I się nam pościskało, a w tym zapoznaniu Sosnowski prysł i już go nie było.

Po puszki czas najwyższy, po drodze żarełko, spaghetti w sosie bolonez 2,80 gram 400

 

 

Dycki schowany w garbie, kiwa się to, gada, mikrofonem macha, wywija, ale gada i gada, a ja tak słucham i słucham, a on gada i gada, se myślę Dycki, co ty tak gadasz? Co  się tak wiercisz? A on się kręcił, wiercił aż mnie wkręcił i zagadał jeszcze bardziej, do ucha mnie gadał prawie. (9,5 ptk)

 

Po puszki czas był najwyższy, z Grzelcem, bo ten nos ma, oko, wyczuwa z daleka na obcym terenie gdzie pójść należy, łapami już po Leszka sięga, dryblas, gówniarz…

 

A potem trochę porzikali, a że i ja trochę tam rzikam, przecie jsem student, cześcinu studiowel w jelni horze, u Helenki nauk pobierał. A śmiesznie się zrobiło i sympatycznie, bo tu raz wierszyk, raz harmoszka, fraszka, harmoszka, a to z tasiemca wąsa zrobili, a ja piwkiem do Czecha pije.

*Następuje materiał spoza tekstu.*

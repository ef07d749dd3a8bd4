//! Circuit breaker with failure-scaled reopen delay
//!
//! A provider's circuit opens once its consecutive-failure count reaches a
//! threshold. The open duration grows exponentially with further failures
//! but is always bounded by `max_delay`, so no circuit stays open
//! indefinitely. One success closes the circuit and resets the count.

use std::time::{Duration, Instant};

/// Circuit breaker configuration
#[derive(Debug, Clone)]
pub struct CircuitBreakerConfig {
    /// Consecutive failures before the circuit opens
    pub failure_threshold: u32,

    /// Open duration after the threshold is first crossed
    pub base_delay: Duration,

    /// Upper bound on the open duration regardless of failure count
    pub max_delay: Duration,
}

impl Default for CircuitBreakerConfig {
    fn default() -> Self {
        Self {
            failure_threshold: 3,
            base_delay: Duration::from_secs(5),
            max_delay: Duration::from_secs(120),
        }
    }
}

/// Per-provider circuit state
#[derive(Debug, Clone)]
pub struct CircuitBreaker {
    consecutive_failures: u32,
    open_until: Option<Instant>,
    config: CircuitBreakerConfig,
}

impl CircuitBreaker {
    pub fn new(config: CircuitBreakerConfig) -> Self {
        Self {
            consecutive_failures: 0,
            open_until: None,
            config,
        }
    }

    /// Whether a call may be attempted at `now`.
    ///
    /// An elapsed `open_until` closes the gate passively; the failure count
    /// is retained so another failure reopens the circuit immediately with
    /// a longer delay.
    pub fn can_execute(&self, now: Instant) -> bool {
        match self.open_until {
            Some(until) => now >= until,
            None => true,
        }
    }

    pub fn record_success(&mut self) {
        if self.consecutive_failures > 0 {
            tracing::debug!(
                failures = self.consecutive_failures,
                "circuit reset after success"
            );
        }
        self.consecutive_failures = 0;
        self.open_until = None;
    }

    pub fn record_failure(&mut self, now: Instant) {
        self.consecutive_failures += 1;

        if self.consecutive_failures >= self.config.failure_threshold {
            let exponent = self.consecutive_failures - self.config.failure_threshold;
            let delay = self
                .config
                .base_delay
                .checked_mul(1u32 << exponent.min(16))
                .map(|d| d.min(self.config.max_delay))
                .unwrap_or(self.config.max_delay);

            self.open_until = Some(now + delay);
            tracing::warn!(
                failures = self.consecutive_failures,
                delay_ms = delay.as_millis() as u64,
                "circuit opened"
            );
        }
    }

    pub fn consecutive_failures(&self) -> u32 {
        self.consecutive_failures
    }

    pub fn open_until(&self) -> Option<Instant> {
        self.open_until
    }
}

impl Default for CircuitBreaker {
    fn default() -> Self {
        Self::new(CircuitBreakerConfig::default())
    }
}
//! Shared request and response types

use serde::{Deserialize, Serialize};
use std::fmt;

/// Search depth requested from a web-search backend
#[derive(Debug, Clone, Copy, PartialEq, Eq, Hash, Serialize, Deserialize, Default)]
#[serde(rename_all = "lowercase")]
pub enum SearchDepth {
    #[default]
    Basic,
    Advanced,
}

impl SearchDepth {
    pub fn as_str(&self) -> &'static str {
        match self {
            SearchDepth::Basic => "basic",
            SearchDepth::Advanced => "advanced",
        }
    }
}

impl fmt::Display for SearchDepth {
    fn fmt(&self, f: &mut fmt::Formatter<'_>) -> fmt::Result {
        f.write_str(self.as_str())
    }
}

/// Execution parameters for a search call
///
/// Two searches are cache-equivalent only when these match exactly; depth
/// and result-count differences are never treated as equivalent.
#[derive(Debug, Clone, Copy, PartialEq, Eq, Hash, Serialize, Deserialize)]
pub struct SearchParams {
    pub depth: SearchDepth,
    pub max_results: u32,
}

impl Default for SearchParams {
    fn default() -> Self {
        Self {
            depth: SearchDepth::Basic,
            max_results: 5,
        }
    }
}

/// One result from a web-search backend
#[derive(Debug, Clone, PartialEq, Serialize, Deserialize)]
pub struct SearchResult {
    pub title: String,
    pub url: String,
    pub content: String,
    pub score: f64,
    #[serde(default, skip_serializing_if = "Option::is_none")]
    pub published_date: Option<String>,
}

/// Complete response from a search call
#[derive(Debug, Clone, PartialEq, Serialize, Deserialize)]
pub struct SearchResponse {
    pub query: String,
    pub results: Vec<SearchResult>,
    #[serde(default, skip_serializing_if = "Option::is_none")]
    pub answer: Option<String>,
    #[serde(default)]
    pub follow_up_questions: Vec<String>,
}

impl SearchResponse {
    pub fn empty(query: impl Into<String>) -> Self {
        Self {
            query: query.into(),
            results: Vec::new(),
            answer: None,
            follow_up_questions: Vec::new(),
        }
    }
}

/// A text-generation request, provider-agnostic
#[derive(Debug, Clone, PartialEq, Serialize, Deserialize)]
pub struct GenerationRequest {
    pub system_prompt: String,
    pub user_message: String,
    #[serde(default, skip_serializing_if = "Option::is_none")]
    pub max_tokens: Option<u32>,
    #[serde(default = "default_temperature")]
    pub temperature: f32,
}

fn default_temperature() -> f32 {
    0.7
}

impl GenerationRequest {
    pub fn new(system_prompt: impl Into<String>, user_message: impl Into<String>) -> Self {
        Self {
            system_prompt: system_prompt.into(),
            user_message: user_message.into(),
            max_tokens: None,
            temperature: default_temperature(),
        }
    }

    pub fn with_max_tokens(mut self, max_tokens: u32) -> Self {
        self.max_tokens = Some(max_tokens);
        self
    }
}

#[cfg(test)]
mod tests {
    use super::*;

    #[test]
    fn search_depth_serializes_lowercase() {
        assert_eq!(
            serde_json::to_string(&SearchDepth::Advanced).unwrap(),
            "\"advanced\""
        );
        assert_eq!(SearchDepth::Basic.to_string(), "basic");
    }

    #[test]
    fn search_response_roundtrip() {
        let response = SearchResponse {
            query: "quantum computing".to_string(),
            results: vec![SearchResult {
                title: "Intro".to_string(),
                url: "https://example.com".to_string(),
                content: "...".to_string(),
                score: 0.92,
                published_date: None,
            }],
            answer: Some("An answer".to_string()),
            follow_up_questions: vec![],
        };

        let json = serde_json::to_string(&response).unwrap();
        let parsed: SearchResponse = serde_json::from_str(&json).unwrap();
        assert_eq!(response, parsed);
    }

    #[test]
    fn generation_request_builder() {
        let req = GenerationRequest::new("system", "user").with_max_tokens(512);
        assert_eq!(req.max_tokens, Some(512));
        assert!((req.temperature - 0.7).abs() < f32::EPSILON);
    }
}
//! Scriptable mock providers for tests
//!
//! Each mock records its calls and pops scripted outcomes in order, so
//! tests can drive fallback chains, streaming assembly, and semantic
//! cache matching without a network.

use async_trait::async_trait;
use futures::stream::BoxStream;
use inquest_core::{
    EmbeddingError, EmbeddingProvider, EmbeddingResult, GenerationRequest, ProviderError,
    ProviderResult, SearchParams, SearchProvider, SearchResponse, TextGenerationProvider,
};
use parking_lot::Mutex;
use std::collections::{HashMap, VecDeque};
use std::sync::atomic::{AtomicUsize, Ordering};

/// Text-generation mock with a queue of scripted outcomes
pub struct MockGenerationProvider {
    name: String,
    script: Mutex<VecDeque<ProviderResult<String>>>,
    stream_chunk_size: usize,
    calls: AtomicUsize,
}

impl MockGenerationProvider {
    pub fn new(name: impl Into<String>) -> Self {
        Self {
            name: name.into(),
            script: Mutex::new(VecDeque::new()),
            stream_chunk_size: 4,
            calls: AtomicUsize::new(0),
        }
    }

    /// Queue a successful response
    pub fn respond_with(self, text: impl Into<String>) -> Self {
        self.script.lock().push_back(Ok(text.into()));
        self
    }

    /// Queue a failure
    pub fn fail_with(self, error: ProviderError) -> Self {
        self.script.lock().push_back(Err(error));
        self
    }

    /// Character count per streamed chunk
    pub fn with_chunk_size(mut self, size: usize) -> Self {
        self.stream_chunk_size = size.max(1);
        self
    }

    pub fn calls(&self) -> usize {
        self.calls.load(Ordering::SeqCst)
    }

    fn next_outcome(&self) -> ProviderResult<String> {
        self.calls.fetch_add(1, Ordering::SeqCst);
        self.script
            .lock()
            .pop_front()
            .unwrap_or_else(|| Err(ProviderError::Rejected("mock script exhausted".to_string())))
    }
}

#[async_trait]
impl TextGenerationProvider for MockGenerationProvider {
    async fn generate(&self, _request: &GenerationRequest) -> ProviderResult<String> {
        self.next_outcome()
    }

    fn generate_stream<'a>(
        &'a self,
        _request: &GenerationRequest,
    ) -> BoxStream<'a, ProviderResult<String>> {
        let outcome = self.next_outcome();
        let chunk_size = self.stream_chunk_size;

        Box::pin(async_stream::stream! {
            match outcome {
                Ok(text) => {
                    let chars: Vec<char> = text.chars().collect();
                    for chunk in chars.chunks(chunk_size) {
                        yield Ok(chunk.iter().collect::<String>());
                    }
                }
                Err(e) => yield Err(e),
            }
        })
    }

    fn name(&self) -> &str {
        &self.name
    }
}

/// Web-search mock that records queries and pops scripted outcomes
pub struct MockSearchProvider {
    name: String,
    script: Mutex<VecDeque<ProviderResult<SearchResponse>>>,
    queries: Mutex<Vec<String>>,
}

impl MockSearchProvider {
    pub fn new(name: impl Into<String>) -> Self {
        Self {
            name: name.into(),
            script: Mutex::new(VecDeque::new()),
            queries: Mutex::new(Vec::new()),
        }
    }

    pub fn respond_with(self, response: SearchResponse) -> Self {
        self.script.lock().push_back(Ok(response));
        self
    }

    pub fn fail_with(self, error: ProviderError) -> Self {
        self.script.lock().push_back(Err(error));
        self
    }

    /// Queries seen so far, in call order
    pub fn queries(&self) -> Vec<String> {
        self.queries.lock().clone()
    }

    pub fn calls(&self) -> usize {
        self.queries.lock().len()
    }
}

#[async_trait]
impl SearchProvider for MockSearchProvider {
    async fn search(&self, query: &str, _params: &SearchParams) -> ProviderResult<SearchResponse> {
        self.queries.lock().push(query.to_string());
        self.script
            .lock()
            .pop_front()
            .unwrap_or_else(|| Ok(SearchResponse::empty(query)))
    }

    fn name(&self) -> &str {
        &self.name
    }
}

/// Embedding mock with fixed per-text vectors
///
/// Texts without a registered vector get a constant fallback, which is
/// useful for forcing near-identical similarity in cache tests.
pub struct MockEmbeddingProvider {
    dimensions: usize,
    threshold: f32,
    vectors: Mutex<HashMap<String, Vec<f32>>>,
    fail: Mutex<bool>,
    calls: AtomicUsize,
}

impl MockEmbeddingProvider {
    pub fn new(dimensions: usize, threshold: f32) -> Self {
        Self {
            dimensions,
            threshold,
            vectors: Mutex::new(HashMap::new()),
            fail: Mutex::new(false),
            calls: AtomicUsize::new(0),
        }
    }

    pub fn with_vector(self, text: impl Into<String>, vector: Vec<f32>) -> Self {
        self.vectors.lock().insert(text.into(), vector);
        self
    }

    /// Make every subsequent `embed` call fail
    pub fn set_failing(&self, failing: bool) {
        *self.fail.lock() = failing;
    }

    pub fn calls(&self) -> usize {
        self.calls.load(Ordering::SeqCst)
    }
}

#[async_trait]
impl EmbeddingProvider for MockEmbeddingProvider {
    fn dimensions(&self) -> usize {
        self.dimensions
    }

    fn recommended_threshold(&self) -> f32 {
        self.threshold
    }

    async fn embed(&self, text: &str) -> EmbeddingResult<Vec<f32>> {
        self.calls.fetch_add(1, Ordering::SeqCst);
        if *self.fail.lock() {
            return Err(EmbeddingError::Http("mock embedding failure".to_string()));
        }
        Ok(self
            .vectors
            .lock()
            .get(text)
            .cloned()
            .unwrap_or_else(|| vec![1.0; self.dimensions]))
    }

    fn name(&self) -> &str {
        "mock-embedding"
    }
}

#[cfg(test)]
mod tests {
    use super::*;
    use futures::StreamExt;

    #[tokio::test]
    async fn generation_script_pops_in_order() {
        let provider = MockGenerationProvider::new("mock")
            .respond_with("first")
            .fail_with(ProviderError::Transient("down".to_string()));
        let request = GenerationRequest::new("s", "u");

        assert_eq!(provider.generate(&request).await.unwrap(), "first");
        assert!(provider.generate(&request).await.is_err());
        // Exhausted scripts reject rather than panic
        assert!(provider.generate(&request).await.is_err());
        assert_eq!(provider.calls(), 3);
    }

    #[tokio::test]
    async fn stream_chunks_reassemble_to_scripted_text() {
        let provider = MockGenerationProvider::new("mock")
            .respond_with("hello world")
            .with_chunk_size(3);
        let request = GenerationRequest::new("s", "u");

        let chunks: Vec<String> = provider
            .generate_stream(&request)
            .map(|c| c.unwrap())
            .collect()
            .await;
        assert!(chunks.len() > 1);
        assert_eq!(chunks.concat(), "hello world");
    }

    #[tokio::test]
    async fn embedding_mock_returns_registered_vectors() {
        let provider = MockEmbeddingProvider::new(2, 0.9)
            .with_vector("known", vec![0.0, 1.0]);

        assert_eq!(provider.embed("known").await.unwrap(), vec![0.0, 1.0]);
        assert_eq!(provider.embed("unknown").await.unwrap(), vec![1.0, 1.0]);

        provider.set_failing(true);
        assert!(provider.embed("known").await.is_err());
    }
}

Rubasznie i na wygłupy mnie wzięło. (8)

 

Wtedy Grzelec kozami mnie rzucał, pstrykał na mnie gówniarz jeden! Dryblas.

A tam gdzieś łażą, zagadują, szeptają po korytarzach, a ten do tego a tamten tamtemu, przywituję się, zagadywam ale puste wszystko, rozbiegane a tu dziewczynka jakaś, ale wstydno, wstydno, bo już czułem, że zwierze mam w sobie, że już nie mogę w ramach, że już w inne ramy mnie wciska, że na chamstwo mnie bierze, więc na fajeczkę zmykam.

 

Nocleg załatwiwszy (tu za fatygę temuż to dziękuję) do Czytelni, tam tłumnie, walnie, niby wspólnie, ale jakby i mniej wspólnie, ale do Czytelni. A tam się ochlałem, porzikałem, spasywiczyłem trochę, z Eugenim na wzrok, na oko i na poważnie, to z tym to z tamtym, zwierze rozbudzałem.

Aż mnie Janicki (ci nie daruje, rozumiesz?) zwierza podkulawił, ramie w równej ale i nie równej walce nadwyrężając.

Tak z Grzelcem na metę się udaliśmy. Nieprzytomnym w domu na sen zapadłem.

 

Czym dalej tym krócej, tym mniej wyraźnie.

 

Zamieszało się na ulicy, ruch jakiś i hałas, ludziska się gapią, a tam na perkusji buch i bach, a to z prawej to z lewej krzyczą się wiersze, ładnie to tak!, ładnie, pierwsza liga, raz z dołu, raz z góry, to z boku i buch bach buch bach, kartki fruwają, ludzie jak rybki, przynęta chwyciła, połów udany, buch i bach i pojechało… (10)

To my do Kulczyka w stare browary, a tam już Karol z okularów wyskakuje, Orski orzeka, Karol wyskakuje, Orski wypowiada się, aż sam się wypowiedziałem, bo mnie ochota naszła na zwierzę, na bydle.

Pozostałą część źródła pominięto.